The Long Haul
I finished at my job this week just gone. I've been there for 10+ years, moving from general assistant to code-monkey to tech writer. It was certaining an interesting job, and I'll miss some of the more crazy elements, but I needed to try my hand at new things. So after the bank holiday, I spend two weeks being trained up for a job in the Civil Service. As before, though, I won't talk about my employed work here, just any writing work I do in my free time.
Moving jobs did throw up one interesting thing.

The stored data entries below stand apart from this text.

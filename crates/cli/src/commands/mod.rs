//! CLI subcommands.

pub mod customers;
pub mod flush;
pub mod migrate;

use clientele_server::db::RepositoryError;
use secrecy::{ExposeSecret, SecretString};
use sqlx::PgPool;
use thiserror::Error;

/// Errors that can occur while running a command.
#[derive(Debug, Error)]
pub enum CliError {
    /// Required environment variable is missing.
    #[error("Missing environment variable: {0}")]
    MissingEnvVar(&'static str),

    /// Database connection error.
    #[error("Database error: {0}")]
    Database(#[from] sqlx::Error),

    /// A migration failed to apply.
    #[error("Migration error: {0}")]
    Migration(#[from] sqlx::migrate::MigrateError),

    /// A repository operation failed.
    #[error(transparent)]
    Repository(#[from] RepositoryError),

    /// The server could not be reached or sent an unreadable response.
    #[error("HTTP error: {0}")]
    Http(#[from] reqwest::Error),

    /// The server answered with an error.
    #[error("Server returned {status}: {message}")]
    Server {
        /// HTTP status code.
        status: u16,
        /// Error message from the response body.
        message: String,
    },

    /// Output could not be encoded.
    #[error("Serialization error: {0}")]
    Serialization(#[from] serde_json::Error),

    /// A destructive command was run without confirmation.
    #[error("Refusing to {0} without --yes")]
    NotConfirmed(&'static str),
}

/// Database URL from `CLIENTELE_DATABASE_URL`, falling back to `DATABASE_URL`.
fn database_url() -> Result<SecretString, CliError> {
    dotenvy::dotenv().ok();

    std::env::var("CLIENTELE_DATABASE_URL")
        .or_else(|_| std::env::var("DATABASE_URL"))
        .map(SecretString::from)
        .map_err(|_| CliError::MissingEnvVar("CLIENTELE_DATABASE_URL"))
}

/// Open a connection pool for a one-shot command.
pub(crate) async fn connect() -> Result<PgPool, CliError> {
    let url = database_url()?;
    tracing::info!("Connecting to database...");
    Ok(PgPool::connect(url.expose_secret()).await?)
}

Like most people, I scoff at Noel Edmund's theory of "cosmic ordering". It strikes me as some kind of materialistic misunderstanding of karma and a classic example of dressing up simple pyschology as something mystical in order to sell something. However, once I had decided to look for a new job I wrote down the points a job had to have in order for me to apply for it. I emailed it out to friends, acknowledging that some elements might be unrealistic (a job based in the SW with some London work, f'instance). Within a few weeks, a job which met all the criteria came up. And I got it. Despite, or perhaps because, I used Sarah Jane Smith as the name of a spokesperson in my practical writing test.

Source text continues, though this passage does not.